BMA consultants committee deputy chair and NHS child and adolescent psychiatrist, Dr Gary Wannan, stated:

 “This report is very concerning and highlights that significant progress needs to be made to improve child and adolescent mental health services (CAMHS) as young people are continuing to be failed by the system.

 “It is completely unacceptable that only three in ten children and young people are getting the treatment they need and for those who are getting treatment, considerable waiting times means that they are being placed at even greater risk of their condition worsening.

 “The BMA have long been calling for improvements in this area with a recent survey¹ of CAMHS professionals revealing that over nine in ten felt that it was poorly funded and nearly six in ten felt that this had negatively impacted on their ability to do their job.

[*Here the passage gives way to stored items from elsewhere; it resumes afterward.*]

//! Menu extraction from a restaurant's order page.

use std::collections::BTreeMap;

use serde_json::Value;

use crate::embedded::extract_embedded_payload;
use crate::error::ScraperError;
use crate::fetch::read_text;
use crate::session::SessionContext;
use crate::types::{MenuDocument, RestaurantRecord};

impl SessionContext {
    /// Fetches and parses the menu page for one listing record.
    ///
    /// Independent of pagination: it may be called for records from any
    /// page already returned, and concurrently through a shared reference.
    ///
    /// # Errors
    ///
    /// - [`ScraperError::InvalidRestaurantRecord`] if the record has no deep
    ///   link (no request is made).
    /// - [`ScraperError::MenuFetch`] on network failure or a non-2xx status.
    /// - [`ScraperError::MenuParse`] if the page has no usable embedded
    ///   payload or the payload has no menu sections.
    pub async fn extract_menu(
        &self,
        record: &RestaurantRecord,
    ) -> Result<MenuDocument, ScraperError> {
        let deep_link = record
            .deep_link()
            .ok_or_else(|| ScraperError::InvalidRestaurantRecord {
                reason: format!(
                    "record {} has no order.actionInfo.clickUrl",
                    record.name().unwrap_or("<unnamed>")
                ),
            })?;
        let url = self.menu_url(deep_link);

        tracing::debug!(%url, "fetching menu page");
        let response = self
            .with_cookies(self.client.get(&url))
            .header(reqwest::header::ACCEPT, "text/html,application/xhtml+xml")
            .send()
            .await
            .map_err(|e| ScraperError::MenuFetch {
                url: url.clone(),
                cause: e.into(),
            })?;
        let page = read_text(response)
            .await
            .map_err(|cause| ScraperError::MenuFetch {
                url: url.clone(),
                cause,
            })?;

        let payload = extract_embedded_payload(&page).map_err(|e| ScraperError::MenuParse {
            url: url.clone(),
            reason: e.to_string(),
        })?;
        let sections = menu_sections(&payload, record.res_id().as_deref())
            .map_err(|reason| ScraperError::MenuParse { url: url.clone(), reason })?;

        tracing::info!(%url, sections = sections.len(), "extracted menu");
        Ok(MenuDocument::new(sections))
    }

    /// Deep links are site-relative; absolute links are used as given.
    fn menu_url(&self, deep_link: &str) -> String {
        if deep_link.starts_with("http://") || deep_link.starts_with("https://") {
            deep_link.to_owned()
        } else if deep_link.starts_with('/') {
            self.endpoint(deep_link)
        } else {
            self.endpoint(&format!("/{deep_link}"))
        }
    }
}

/// Finds the section map in an embedded page payload.
///
/// Looks at `page_data.sections` first, then at the `pages.restaurant` entry
/// keyed by the record's restaurant id. A record without an id only matches
/// a payload holding exactly one restaurant page.
pub(crate) fn menu_sections(
    payload: &Value,
    res_id: Option<&str>,
) -> Result<BTreeMap<String, Value>, String> {
    let sections = match payload.pointer("/page_data/sections") {
        Some(sections) => sections,
        None => restaurant_page(payload, res_id)?
            .get("sections")
            .ok_or_else(|| "restaurant page has no menu sections".to_owned())?,
    };

    let Value::Object(map) = sections else {
        return Err("menu sections are not an object".to_owned());
    };
    if map.is_empty() {
        return Err("menu sections are empty".to_owned());
    }
    Ok(map
        .iter()
        .map(|(name, section)| (name.clone(), section.clone()))
        .collect())
}

fn restaurant_page<'a>(payload: &'a Value, res_id: Option<&str>) -> Result<&'a Value, String> {
    let pages = payload
        .pointer("/pages/restaurant")
        .and_then(Value::as_object)
        .ok_or_else(|| "embedded payload has no menu sections".to_owned())?;
    match res_id {
        Some(id) => pages
            .get(id)
            .ok_or_else(|| format!("embedded payload has no restaurant page for id {id}")),
        None if pages.len() == 1 => pages
            .values()
            .next()
            .ok_or_else(|| "embedded payload has no menu sections".to_owned()),
        None => Err(format!(
            "record has no restaurant id to choose among {} restaurant pages",
            pages.len()
        )),
    }
}

#[cfg(test)]
mod tests {
    use super::*;
    use serde_json::json;

    #[test]
    fn reads_page_data_sections() {
        let payload = json!({"page_data": {"sections": {
            "SECTION_BASIC_INFO": {"name": "Cafe"},
            "SECTION_MENU_WIDGET": {"menus": []}
        }}});
        let sections = menu_sections(&payload, None).unwrap();
        assert_eq!(
            sections.keys().collect::<Vec<_>>(),
            vec!["SECTION_BASIC_INFO", "SECTION_MENU_WIDGET"]
        );
    }

    #[test]
    fn reads_restaurant_page_sections() {
        let payload = json!({"pages": {"restaurant": {
            "18382360": {"sections": {"SECTION_BASIC_INFO": {"name": "Truffles"}}}
        }}});
        let sections = menu_sections(&payload, Some("18382360")).unwrap();
        assert_eq!(sections["SECTION_BASIC_INFO"], json!({"name": "Truffles"}));
    }

    #[test]
    fn picks_the_restaurant_page_matching_the_record_id() {
        // "100" sorts before "2", so key order alone would pick the wrong page.
        let payload = json!({"pages": {"restaurant": {
            "100": {"sections": {"SECTION_BASIC_INFO": {"name": "Other"}}},
            "2": {"sections": {"SECTION_BASIC_INFO": {"name": "Mine"}}}
        }}});
        let sections = menu_sections(&payload, Some("2")).unwrap();
        assert_eq!(sections["SECTION_BASIC_INFO"], json!({"name": "Mine"}));
    }

    #[test]
    fn unknown_record_id_is_an_error() {
        let payload = json!({"pages": {"restaurant": {
            "100": {"sections": {"SECTION_BASIC_INFO": {"name": "Other"}}}
        }}});
        let err = menu_sections(&payload, Some("2")).unwrap_err();
        assert!(err.contains("id 2"), "got: {err}");
    }

    #[test]
    fn record_without_id_uses_the_only_restaurant_page() {
        let single = json!({"pages": {"restaurant": {
            "7": {"sections": {"SECTION_BASIC_INFO": {"name": "Solo"}}}
        }}});
        let sections = menu_sections(&single, None).unwrap();
        assert_eq!(sections["SECTION_BASIC_INFO"], json!({"name": "Solo"}));

        let several = json!({"pages": {"restaurant": {
            "7": {"sections": {"SECTION_BASIC_INFO": {"name": "Solo"}}},
            "8": {"sections": {"SECTION_BASIC_INFO": {"name": "Duo"}}}
        }}});
        assert!(menu_sections(&several, None).is_err());
    }

    #[test]
    fn missing_sections_is_an_error() {
        assert!(menu_sections(&json!({"pages": {"restaurant": {}}}), None).is_err());
        let no_sections = json!({"pages": {"restaurant": {"1": {}}}});
        assert!(menu_sections(&no_sections, Some("1")).is_err());
        assert!(menu_sections(&json!({"user": {}}), None).is_err());
    }

    #[test]
    fn empty_sections_is_an_error() {
        let err = menu_sections(&json!({"page_data": {"sections": {}}}), None).unwrap_err();
        assert!(err.contains("empty"), "got: {err}");
    }

    #[test]
    fn non_object_sections_is_an_error() {
        assert!(menu_sections(&json!({"page_data": {"sections": []}}), None).is_err());
    }
}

 “It is clear from this report that efforts to tackle the workforce crisis in mental health must be ramped up, though the apparent lack of detail on workforce in the government’s 10-year plan is particularly concerning and must be rectified.

 “With mental health care accounting for almost a quarter of overall activity in health and social care, the £2.3bn allocation for mental health as part of the Long-Term Plan is not proportionate to the amount needed and will not facilitate genuine parity between mental and physical health services.

 “As well as improved access to treatment, the focus on mental health prevention must be accelerated with the BMA recently calling for mental health to be factored into all major policy decisions.

“It is shameful that in this day and age so many vulnerable children and young people are effectively being let down by the system and this must change.”